Copy every line from the records that holds the word "valid".

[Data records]
+++

//! Comment and quoted-literal spans
//!
//! The scanner walks raw SQL once and records every region where a batch
//! separator must not be recognised: `--` line comments, `/* */` block
//! comments (non-nesting; the first `*/` closes), `'...'` string literals with
//! the `''` escape, `"..."` quoted identifiers with the `""` escape and
//! `$tag$...$tag$` bodies. A `$` inside an identifier never opens a tag.
//! Anything left open runs to the end of input.

use serde::Serialize;

/// What a span covers
#[derive(Debug, Clone, Copy, PartialEq, Eq, Serialize)]
pub enum SpanKind {
    LineComment,
    BlockComment,
    StringLiteral,
    QuotedIdentifier,
    DollarQuoted,
}

impl SpanKind {
    /// Comments carry no executable content
    pub fn is_comment(&self) -> bool {
        matches!(self, SpanKind::LineComment | SpanKind::BlockComment)
    }
}

/// Byte range `[start, end)` in the scanned text
#[derive(Debug, Clone, Copy, PartialEq, Eq, Serialize)]
pub struct Span {
    pub start: usize,
    pub end: usize,
    pub kind: SpanKind,
}

impl Span {
    /// Text of the span within the text it was scanned from
    pub fn text<'a>(&self, raw: &'a str) -> &'a str {
        &raw[self.start..self.end]
    }

    pub fn contains(&self, offset: usize) -> bool {
        self.start <= offset && offset < self.end
    }
}

/// Scan `raw` and return ordered, non-overlapping spans.
pub fn scan(raw: &str) -> Vec<Span> {
    let bytes = raw.as_bytes();
    let len = bytes.len();
    let mut spans = Vec::new();
    let mut i = 0;

    while i < len {
        let next = bytes.get(i + 1).copied();
        let (kind, end) = match (bytes[i], next) {
            (b'-', Some(b'-')) => {
                let end = find_byte(bytes, i + 2, b'\n').unwrap_or(len);
                (SpanKind::LineComment, end)
            }
            (b'/', Some(b'*')) => {
                let end = find_seq(bytes, i + 2, b"*/").map_or(len, |p| p + 2);
                (SpanKind::BlockComment, end)
            }
            (b'\'', _) => (SpanKind::StringLiteral, quoted_end(bytes, i, b'\'')),
            (b'"', _) => (SpanKind::QuotedIdentifier, quoted_end(bytes, i, b'"')),
            (b'$', _) if !follows_identifier(bytes, i) => match dollar_tag_end(bytes, i) {
                Some(tag_end) => {
                    let tag = &bytes[i..tag_end];
                    let end = find_seq(bytes, tag_end, tag).map_or(len, |p| p + tag.len());
                    (SpanKind::DollarQuoted, end)
                }
                None => {
                    i += 1;
                    continue;
                }
            },
            _ => {
                i += 1;
                continue;
            }
        };
        spans.push(Span {
            start: i,
            end,
            kind,
        });
        i = end;
    }
    spans
}

/// Whether `offset` falls inside any span.
///
/// `spans` must be ordered and non-overlapping, as returned by [`scan`].
pub fn contains(spans: &[Span], offset: usize) -> bool {
    let idx = spans.partition_point(|s| s.start <= offset);
    idx > 0 && spans[idx - 1].contains(offset)
}

/// Whether `raw` holds anything besides whitespace and comments.
pub fn has_executable_content(raw: &str) -> bool {
    let spans = scan(raw);
    let mut comments = spans.iter().filter(|s| s.kind.is_comment()).peekable();
    let mut pos = 0;
    while pos < raw.len() {
        if let Some(span) = comments.peek() {
            if span.start <= pos {
                pos = pos.max(span.end);
                comments.next();
                continue;
            }
        }
        let stop = comments.peek().map_or(raw.len(), |s| s.start);
        if raw[pos..stop].chars().any(|c| !c.is_whitespace()) {
            return true;
        }
        pos = stop;
    }
    false
}

fn find_byte(bytes: &[u8], from: usize, needle: u8) -> Option<usize> {
    bytes[from.min(bytes.len())..]
        .iter()
        .position(|&b| b == needle)
        .map(|p| p + from)
}

fn find_seq(bytes: &[u8], from: usize, needle: &[u8]) -> Option<usize> {
    if needle.is_empty() || from >= bytes.len() {
        return None;
    }
    bytes[from..]
        .windows(needle.len())
        .position(|w| w == needle)
        .map(|p| p + from)
}

/// End (exclusive) of a literal opened at `start` by `quote`, where a doubled
/// quote is an escaped quote.
fn quoted_end(bytes: &[u8], start: usize, quote: u8) -> usize {
    let mut j = start + 1;
    while j < bytes.len() {
        if bytes[j] == quote {
            if bytes.get(j + 1) == Some(&quote) {
                j += 2;
                continue;
            }
            return j + 1;
        }
        j += 1;
    }
    bytes.len()
}

/// Whether the byte before `pos` continues an identifier (`sys$x`, `a1$`)
fn follows_identifier(bytes: &[u8], pos: usize) -> bool {
    pos > 0 && {
        let b = bytes[pos - 1];
        b == b'_' || b == b'$' || b.is_ascii_alphanumeric() || !b.is_ascii()
    }
}

/// If a `$tag$` opener starts at `start`, return the offset just past it.
///
/// The tag is empty or an identifier that does not start with a digit, so
/// positional parameters (`$1`) and `${TOKEN}` placeholders never open one.
fn dollar_tag_end(bytes: &[u8], start: usize) -> Option<usize> {
    let mut j = start + 1;
    while j < bytes.len() {
        let b = bytes[j];
        if b == b'$' {
            return Some(j + 1);
        }
        let valid = b == b'_' || b.is_ascii_alphabetic() || (j > start + 1 && b.is_ascii_digit());
        if !valid {
            return None;
        }
        j += 1;
    }
    None
}

#[cfg(test)]
#[path = "scanner_test.rs"]
mod tests;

+++

Output below:
        let valid = b == b'_' || b.is_ascii_alphabetic() || (j > start + 1 && b.is_ascii_digit());
        if !valid {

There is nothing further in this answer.